On 3 August 2009, an Ethiopian court convicted Bashir Ahmed Makhtal, an Ethiopian born Canadian citizen to life in prison, on charges of belonging to ONLF. Makhtal denied all allegations, stating that the reason behind his prosecution is his relation to one of ONLF's founding members.

On 27 October 2009, an ONLF spokesman accused the governments of Puntland and Somaliland of handing over ONLF rebels to the Ethiopean security forces.

On 11 January 2011, Ethiopian authorities freed 402 previously imprisoned ONLF members as part of a peace deal, previously signed with one of ONLF's factions.

On 4 July 2011, government troops killed 15 and detained 6 rebels, 2 Swedish journalists accompanying the militants were also wounded during the engagement.

On 2 September 2011, a band of ONLF rebels attacked a military convoy escorting Chinese oil workers, outside the city of Jijiga. The insurgents claimed to have killed 25 soldiers while suffering several casualties, a government spokesman denied the ambush took place.

Between 16–17 March 2012, according to a Human Rights Watch report, Ethiopian special police forces executed 10 civilians and looted dozens of shops in the village of Raqda, the attack came as a retaliation for the recent death of several policemen.

Between 10 – 24 October 2013, ONLF carried out attacks on 13 military outposts in the Korehey and Nogob zones, the faction claimed to have killed 24 soldiers during the operation.

On 6 December 2013, government troops engaged insurgents in the Banbaas, Qolaji and Hora-hawd villages, a rebel spokesman declared that 45 soldiers were killed in the battle, as rebels captured caches of weaponry and other equipment.

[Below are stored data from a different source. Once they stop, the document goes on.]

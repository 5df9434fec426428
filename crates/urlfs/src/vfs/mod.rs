//! Virtual filesystem layer for urlfs.
//!
//! - **VirtualBuffer** / **BufferHandle**: one in-memory file with a cursor
//! - **InternalFs**: path-keyed registry of buffers (the `internal://` backend)
//! - **SchemeRouter**: routes URLs to the backend registered for their scheme
//!
//! # Design
//!
//! Callers address files by URL. The router strips scheme and host and hands
//! the path to a backend:
//!
//! ```text
//! internal:///test/file/one
//! └──┬───┘   └─────┬──────┘
//!  scheme     registry key
//! ```
//!
//! Directories are not stored. Listing a directory derives child names from
//! the keys that start with its path.

mod buffer;
mod memory;
mod router;
mod traits;

pub use buffer::{BufferHandle, VirtualBuffer};
pub use memory::InternalFs;
pub use router::{INTERNAL_SCHEME, SchemeRouter};
pub use traits::{FileReader, FileSystem, FileWriter, WatchCallback, WatchHandle};
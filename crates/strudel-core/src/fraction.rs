use serde::{Deserialize, Serialize};
use std::cmp::Ordering;
use std::fmt;
use std::ops::{Add, Div, Mul, Sub};
use thiserror::Error;

/// Errors from rational time arithmetic
#[derive(Debug, Clone, Copy, PartialEq, Eq, Error)]
pub enum TimeError {
    #[error("zero denominator")]
    ZeroDenominator,
    #[error("fraction arithmetic overflowed")]
    Overflow,
}

/// Rational number representation for precise timing
#[derive(Debug, Clone, Copy, PartialEq, Eq, Hash, Serialize, Deserialize)]
pub struct Fraction {
    pub numerator: i64,
    pub denominator: i64,
}

impl Fraction {
    /// Create a new fraction and simplify it
    ///
    /// Panics on a zero denominator; prefer [`Fraction::try_new`] at
    /// boundaries where the denominator comes from untrusted input.
    pub fn new(numerator: i64, denominator: i64) -> Self {
        Self::try_new(numerator, denominator).expect("denominator cannot be zero")
    }

    /// Fallible constructor matching the spec's checked-arithmetic contract.
    pub fn try_new(numerator: i64, denominator: i64) -> Result<Self, TimeError> {
        if denominator == 0 {
            return Err(TimeError::ZeroDenominator);
        }
        let mut f = Fraction {
            numerator,
            denominator,
        };
        f.simplify();
        Ok(f)
    }

    /// Checked addition; `Err(TimeError::Overflow)` if the common denominator overflows.
    pub fn checked_add(self, other: Self) -> Result<Self, TimeError> {
        let lcm = Self::checked_lcm(self.denominator, other.denominator)?;
        let num1 = self
            .numerator
            .checked_mul(lcm / self.denominator)
            .ok_or(TimeError::Overflow)?;
        let num2 = other
            .numerator
            .checked_mul(lcm / other.denominator)
            .ok_or(TimeError::Overflow)?;
        let num = num1.checked_add(num2).ok_or(TimeError::Overflow)?;
        Self::try_new(num, lcm)
    }

    /// Checked subtraction.
    pub fn checked_sub(self, other: Self) -> Result<Self, TimeError> {
        self.checked_add(Fraction::new(-other.numerator, other.denominator))
    }

    /// Checked multiplication.
    pub fn checked_mul(self, other: Self) -> Result<Self, TimeError> {
        let num = self
            .numerator
            .checked_mul(other.numerator)
            .ok_or(TimeError::Overflow)?;
        let den = self
            .denominator
            .checked_mul(other.denominator)
            .ok_or(TimeError::Overflow)?;
        Self::try_new(num, den)
    }

    /// Checked division.
    pub fn checked_div(self, other: Self) -> Result<Self, TimeError> {
        if other.numerator == 0 {
            return Err(TimeError::ZeroDenominator);
        }
        self.checked_mul(other.reciprocal())
    }

    fn checked_lcm(a: i64, b: i64) -> Result<i64, TimeError> {
        let g = Self::gcd(a.abs(), b.abs());
        if g == 0 {
            return Err(TimeError::ZeroDenominator);
        }
        (a / g).checked_mul(b).ok_or(TimeError::Overflow)
    }

    /// Cycle position: `t - floor(t)`, always in `[0, 1)`.
    pub fn cycle_pos(self) -> Self {
        self - self.floor()
    }

    /// Create a fraction from a whole number
    pub fn from_int(n: i64) -> Self {
        Fraction {
            numerator: n,
            denominator: 1,
        }
    }

    /// Create a fraction from a float (approximation)
    pub fn from_float(f: f64) -> Self {
        // Simple approximation - use 1000000 as denominator
        let n = (f * 1_000_000.0).round() as i64;
        Fraction::new(n, 1_000_000)
    }

    /// Convert to float
    pub fn to_float(&self) -> f64 {
        self.numerator as f64 / self.denominator as f64
    }

    /// Simplify the fraction
    fn simplify(&mut self) {
        let gcd = Self::gcd(self.numerator.abs(), self.denominator.abs());
        self.numerator /= gcd;
        self.denominator /= gcd;

        // Keep denominator positive
        if self.denominator < 0 {
            self.numerator = -self.numerator;
            self.denominator = -self.denominator;
        }
    }

    /// Greatest common divisor
    fn gcd(mut a: i64, mut b: i64) -> i64 {
        while b != 0 {
            let temp = b;
            b = a % b;
            a = temp;
        }
        a
    }

    /// Least common multiple
    pub fn lcm(a: i64, b: i64) -> i64 {
        (a * b) / Self::gcd(a, b)
    }

    /// Get the reciprocal
    pub fn reciprocal(self) -> Self {
        Fraction::new(self.denominator, self.numerator)
    }

    /// Check if fraction is zero
    pub fn is_zero(&self) -> bool {
        self.numerator == 0
    }

    /// Check if fraction is negative
    pub fn is_negative(&self) -> bool {
        self.numerator < 0
    }

    /// Absolute value
    pub fn abs(self) -> Self {
        Fraction::new(self.numerator.abs(), self.denominator)
    }

    /// Floor - round down to nearest integer
    ///
    /// Uses Euclidean division so negative values floor towards negative
    /// infinity (e.g. `(-1/2).floor() == -1`), matching cycle arithmetic.
    pub fn floor(self) -> Self {
        Fraction::from_int(self.numerator.div_euclid(self.denominator))
    }

    /// Ceiling - round up to nearest integer
    pub fn ceil(self) -> Self {
        let floor_div = self.numerator.div_euclid(self.denominator);
        let rem = self.numerator.rem_euclid(self.denominator);
        Fraction::from_int(if rem == 0 { floor_div } else { floor_div + 1 })
    }
}

impl fmt::Display for Fraction {
    fn fmt(&self, f: &mut fmt::Formatter<'_>) -> fmt::Result {
        if self.denominator == 1 {
            write!(f, "{}", self.numerator)
        } else {
            write!(f, "{}/{}", self.numerator, self.denominator)
        }
    }
}

impl From<i64> for Fraction {
    fn from(n: i64) -> Self {
        Fraction::from_int(n)
    }
}

impl From<f64> for Fraction {
    fn from(f: f64) -> Self {
        Fraction::from_float(f)
    }
}

impl From<(i64, i64)> for Fraction {
    fn from((num, den): (i64, i64)) -> Self {
        Fraction::new(num, den)
    }
}

impl Add for Fraction {
    type Output = Self;

    fn add(self, other: Self) -> Self {
        let lcm = Self::lcm(self.denominator, other.denominator);
        let num1 = self.numerator * (lcm / self.denominator);
        let num2 = other.numerator * (lcm / other.denominator);
        Fraction::new(num1 + num2, lcm)
    }
}

impl Sub for Fraction {
    type Output = Self;

    fn sub(self, other: Self) -> Self {
        let lcm = Self::lcm(self.denominator, other.denominator);
        let num1 = self.numerator * (lcm / self.denominator);
        let num2 = other.numerator * (lcm / other.denominator);
        Fraction::new(num1 - num2, lcm)
    }
}

impl Mul for Fraction {
    type Output = Self;

    fn mul(self, other: Self) -> Self {
        Fraction::new(
            self.numerator * other.numerator,
            self.denominator * other.denominator,
        )
    }
}

impl Div for Fraction {
    type Output = Self;

    #[allow(clippy::suspicious_arithmetic_impl)]
    fn div(self, other: Self) -> Self {
        // Division is multiplication by the reciprocal
        self * other.reciprocal()
    }
}

impl PartialOrd for Fraction {
    fn partial_cmp(&self, other: &Self) -> Option<Ordering> {
        Some(self.cmp(other))
    }
}

impl Ord for Fraction {
    fn cmp(&self, other: &Self) -> Ordering {
        let lcm = Self::lcm(self.denominator, other.denominator);
        let num1 = self.numerator * (lcm / self.denominator);
        let num2 = other.numerator * (lcm / other.denominator);
        num1.cmp(&num2)
    }
}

Between 1 June – 9 July 2014, five Ethiopian nationals were gunned down in the city of Garissa, Kenya. Investigations into the murders revealed the victims to be ONLF members or sympathizers, three Ethiopians and two Kenyans were detained in connection with the murders. The perpetrators allegedly belong to Ethiopian government militias. An ONLF official accused the militias of killing at least 10 Ogadenian refugees between 2010–2011.

On 26 February 2015, a Liyuu police unit skirmished with ONLF rebels in the Las-Galol village south-east of the city of Harar. A day earlier clashes took place in Galalshe, Jigjiga area. The incident took place amidst an escalation in fighting following the death of ONLF commander Mustafe Haybe, two journalists and allegedly 120 government soldiers in recent engagements.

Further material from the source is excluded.